Court Opinion

ID: 9845347
Source: CourtListenerOpinion
Date Created: 2023-09-24 03:19:40.794819+00
Date Added: 2024-06-11T09:16:02.064964
License: Public Domain

Mr. Justice Moore,
dissenting.
For the reasons hereinafter briefly stated, I respectfully dissent from the majority opinion.
Our law • very clearly provides that no person shall, “suffer the death penalty who shall have been convicted on circumstantial evidence alone.” ’35 C.S.A., c. 48, §32. It further provides that in cases in which an accused is convicted of first degree murder, the jury “shall fix the penalty at death or imprisonment for life.”
There is ample circumstantial evidence disclosed in this record to sustain a verdict of murder of the first degree. However, no death penalty could lawfully be imposed if the jury relied for conviction upon this circumstantial evidence. There is not to be found the least suggestion in the court’s instructions that there was any limitation of any kind whatever upon the right of the jury to impose a death sentence even though its verdict of guilty was based entirely upon circumstantial evidence.
Admittedly, the only evidence received upon the trial, *405which is direct, as distinguished from circumstantial, evidence, was that given by the seven year old child, Robert Berger, who was permitted to testify. In view of the tender age of this witness, and the natural hesitancy that mature minds must have in placing firm reliance upon the impressions of children but a few steps removed from incapacity to testify, it is entirely conceivable that the jury in this cause disregarded the “direct” evidence of the little boy and placed their reliance upon the wealth of circumstantial evidence pointing with high persuasion toward the guilt of the defendant. The jury was not instructed that if the issue of guilt was thus decided, no death penalty could be inflicted. It erroneously was kept in complete ignorance concerning any distinctions between direct and circumstantial evidence, and thus was without essential, fundamental information, the possession of which was necessarily prerequisite to an intelligent assessment of a penalty consistent with the basic principles of law which authorize the taking of human life as a forfeit for crime.
The members of the jury could not possibly have properly discharged their legal responsibility with reference to fixing the penalty, in the complete absence of any instruction stating the limitations upon their power. Thus the jury could not act with full understanding concerning the law, for the simple reason that it was not given sufficient instruction upon which to act in full light.
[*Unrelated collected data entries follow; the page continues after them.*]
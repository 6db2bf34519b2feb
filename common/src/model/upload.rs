//! CSV ingestion request and its acknowledgement.

use serde::{Deserialize, Serialize};

use crate::api::ValidationError;
use crate::csv::CsvDataset;

/// `source` tag recorded on documents ingested through the console.
pub const DEFAULT_UPLOAD_SOURCE: &str = "ui-upload";

/// Body of `POST /api/rag/documents/csv`.
///
/// Can only be built through [`from_parts`](Self::from_parts) or
/// [`from_dataset`](Self::from_dataset), so a request naming a column outside the CSV headers
/// never reaches the network.
#[derive(Debug, Clone, PartialEq, Eq, Serialize)]
#[serde(rename_all = "camelCase")]
pub struct UploadRequest {
    index_name: String,
    csv_content: String,
    content_column_name: String,
    #[serde(skip_serializing_if = "Option::is_none")]
    doc_id_column_name: Option<String>,
    source: String,
}

impl UploadRequest {
    pub fn from_parts(
        index_name: &str,
        csv_content: &str,
        headers: &[String],
        content_column: &str,
        id_column: Option<&str>,
        source: Option<&str>,
    ) -> Result<Self, ValidationError> {
        let index_name = index_name.trim();
        if index_name.is_empty() {
            return Err(ValidationError::MissingField("an index"));
        }
        if csv_content.trim().is_empty() {
            return Err(ValidationError::EmptyCsv);
        }
        if content_column.is_empty() {
            return Err(ValidationError::MissingField("a content column"));
        }
        let known = |column: &str| headers.iter().any(|h| h == column);
        if !known(content_column) {
            return Err(ValidationError::UnknownColumn(content_column.to_string()));
        }
        let id_column = id_column.filter(|c| !c.is_empty());
        if let Some(column) = id_column {
            if !known(column) {
                return Err(ValidationError::UnknownColumn(column.to_string()));
            }
        }
        let source = source
            .map(str::trim)
            .filter(|s| !s.is_empty())
            .unwrap_or(DEFAULT_UPLOAD_SOURCE);

        Ok(Self {
            index_name: index_name.to_string(),
            csv_content: csv_content.to_string(),
            content_column_name: content_column.to_string(),
            doc_id_column_name: id_column.map(str::to_string),
            source: source.to_string(),
        })
    }

    /// Builds the request from the dataset's current column selection.
    pub fn from_dataset(
        index_name: &str,
        dataset: &CsvDataset,
        source: Option<&str>,
    ) -> Result<Self, ValidationError> {
        if dataset.is_blank() {
            return Err(ValidationError::EmptyCsv);
        }
        let content_column = dataset
            .content_column()
            .ok_or(ValidationError::MissingField("a content column"))?;
        Self::from_parts(
            index_name,
            dataset.raw_text(),
            dataset.headers(),
            content_column,
            dataset.id_column(),
            source,
        )
    }

    pub fn index_name(&self) -> &str {
        &self.index_name
    }

    pub fn content_column_name(&self) -> &str {
        &self.content_column_name
    }

    pub fn doc_id_column_name(&self) -> Option<&str> {
        self.doc_id_column_name.as_deref()
    }

    pub fn source(&self) -> &str {
        &self.source
    }
}

/// Answer of the upload endpoint. Older service builds report `documentsIndexed`.
#[derive(Debug, Clone, Default, PartialEq, Eq, Deserialize)]
#[serde(rename_all = "camelCase")]
pub struct UploadResponse {
    #[serde(default)]
    pub success: Option<bool>,
    #[serde(default)]
    pub message: Option<String>,
    #[serde(default)]
    pub index_name: Option<String>,
    #[serde(default)]
    pub documents_ingested: Option<u64>,
    #[serde(default)]
    pub documents_indexed: Option<u64>,
    #[serde(default, alias = "csvHeaders", deserialize_with = "super::null_as_default")]
    pub headers: Vec<String>,
}

impl UploadResponse {
    /// Number of stored documents; `documentsIngested` wins when both are present.
    pub fn document_count(&self) -> Option<u64> {
        self.documents_ingested.or(self.documents_indexed)
    }
}

#[cfg(test)]
mod tests {
    use super::*;
    use crate::csv::LoadOptions;
    use serde_json::json;

    fn headers(names: &[&str]) -> Vec<String> {
        names.iter().map(|s| s.to_string()).collect()
    }

    #[test]
    fn request_serializes_with_default_source() {
        let request = UploadRequest::from_parts(
            "docs",
            "id,title,content\n1,A,Hello\n",
            &headers(&["id", "title", "content"]),
            "content",
            Some("id"),
            None,
        )
        .unwrap();
        assert_eq!(
            serde_json::to_value(&request).unwrap(),
            json!({
                "indexName": "docs",
                "csvContent": "id,title,content\n1,A,Hello\n",
                "contentColumnName": "content",
                "docIdColumnName": "id",
                "source": "ui-upload"
            })
        );
    }

    #[test]
    fn id_column_is_optional() {
        let request = UploadRequest::from_parts(
            "docs",
            "text\nx\n",
            &headers(&["text"]),
            "text",
            Some(""),
            Some("batch-7"),
        )
        .unwrap();
        let value = serde_json::to_value(&request).unwrap();
        assert!(value.get("docIdColumnName").is_none());
        assert_eq!(value["source"], json!("batch-7"));
    }

    #[test]
    fn column_outside_headers_is_rejected() {
        let hs = headers(&["id", "body"]);
        assert_eq!(
            UploadRequest::from_parts("docs", "id,body\n1,x", &hs, "content", None, None)
                .unwrap_err(),
            ValidationError::UnknownColumn("content".into())
        );
        assert_eq!(
            UploadRequest::from_parts("docs", "id,body\n1,x", &hs, "body", Some("uuid"), None)
                .unwrap_err(),
            ValidationError::UnknownColumn("uuid".into())
        );
    }

    #[test]
    fn missing_index_or_blank_file_is_rejected() {
        let hs = headers(&["body"]);
        assert_eq!(
            UploadRequest::from_parts(" ", "body\nx", &hs, "body", None, None).unwrap_err(),
            ValidationError::MissingField("an index")
        );
        assert_eq!(
            UploadRequest::from_parts("docs", "  \n", &hs, "body", None, None).unwrap_err(),
            ValidationError::EmptyCsv
        );
    }

    #[test]
    fn request_follows_dataset_selection() {
        let mut dataset = CsvDataset::load(
            "papers.csv",
            Some("text/csv"),
            "id,title,abstract,summary\n1,A,x,y\n".to_string(),
            LoadOptions::default(),
        )
        .unwrap();
        dataset.select_content_column("summary").unwrap();

        let request = UploadRequest::from_dataset("papers", &dataset, None).unwrap();
        assert_eq!(request.content_column_name(), "summary");
        assert_eq!(request.doc_id_column_name(), Some("id"));
        assert_eq!(request.source(), DEFAULT_UPLOAD_SOURCE);
    }

    #[test]
    fn response_prefers_ingested_count() {
        let both: UploadResponse = serde_json::from_value(json!({
            "success": true,
            "documentsIngested": 4,
            "documentsIndexed": 3,
            "headers": ["id", "content"]
        }))
        .unwrap();
        assert_eq!(both.document_count(), Some(4));
        assert_eq!(both.headers, vec!["id", "content"]);

        let legacy: UploadResponse = serde_json::from_value(json!({
            "message": "ok",
            "documentsIndexed": 2,
            "csvHeaders": ["a"]
        }))
        .unwrap();
        assert_eq!(legacy.document_count(), Some(2));
        assert_eq!(legacy.headers, vec!["a"]);

        let bare: UploadResponse = serde_json::from_value(json!({})).unwrap();
        assert_eq!(bare.document_count(), None);
    }
}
It is no answer to the foregoing to assert that, when counsel for the defendant upon the trial (who does not appear in this court) failed to object to the instructions given, and tendered no instructions which would have correctly stated the applicable law, he thereby waived the right of his client that otherwise would have been absolute. Reliance on technical rules should not spell the difference between life and death. There are some fundamental essentials in court procedure which cannot be waived. One of them is that, whoever assumes to *406exercise the right to put a convicted felon to death in the name of the law, shall not elect to order the death penalty unless, and until, there has been a full explanation concerning the limitations which the law places upon the exercise of the power to order death as a forfeit for crime. The law which authorizes the death penalty is of no greater weight than that which fixes limitations upon the power to inflict it.
No person should be put to death by order of a group of citizens serving as jurors who were uninformed concerning the legal limits of their power. This is true without regard to the fact that the accused may be a semi-moron, or a previously convicted felon, or abnormal, or despicable, vicious, or for other reasons an outcast in the eyes of men.
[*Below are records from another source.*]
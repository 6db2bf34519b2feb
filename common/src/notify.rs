use std::time::Duration;

/// Kind of a transient status banner.
#[derive(Debug, Clone, Copy, PartialEq, Eq)]
pub enum BannerKind {
    Success,
    Error,
}

impl BannerKind {
    /// How long the banner stays up before it is dismissed.
    pub fn dismiss_after(self) -> Duration {
        match self {
            BannerKind::Success => Duration::from_secs(5),
            BannerKind::Error => Duration::from_secs(8),
        }
    }

    pub fn css_class(self) -> &'static str {
        match self {
            BannerKind::Success => "banner banner-success",
            BannerKind::Error => "banner banner-error",
        }
    }
}

#[cfg(test)]
mod tests {
    use super::*;

    #[test]
    fn errors_stay_longer_than_successes() {
        assert_eq!(BannerKind::Success.dismiss_after(), Duration::from_secs(5));
        assert_eq!(BannerKind::Error.dismiss_after(), Duration::from_secs(8));
    }
}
Since, it is here admitted that the jury might well have determined the guilt of defendant wholly upon circumstantial evidence; since it is further admitted that the jury acted in the complete absence of information that the law placed limitations upon its power to impose the death penalty; since it is entirely possible that, had the legal limitations relating to imposition of death been known to the jury, a different result might have obtained; there should be a reconsideration of the quéstion of the penalty to be exacted. Any jury which considers the question anew, should be fully informed concerning all matters affecting its right to order the death of defendant.
I am unable to agree, as contended by Mr. Justice Holland in his dissenting opinion, that this court has the power to reduce the sentence from death to life imprisonment. Our law places that power exclusively in the jury, subject only to the power of the executive to extend clemency.
While another jury, acting with full knowledge of the law, might see fit to fix the penalty at death, nevertheless it might also only adjudge imprisonment for life.
In my opinion the judgment should be reversed and *407the cause remanded for further proceedings consistent with the views herein expressed.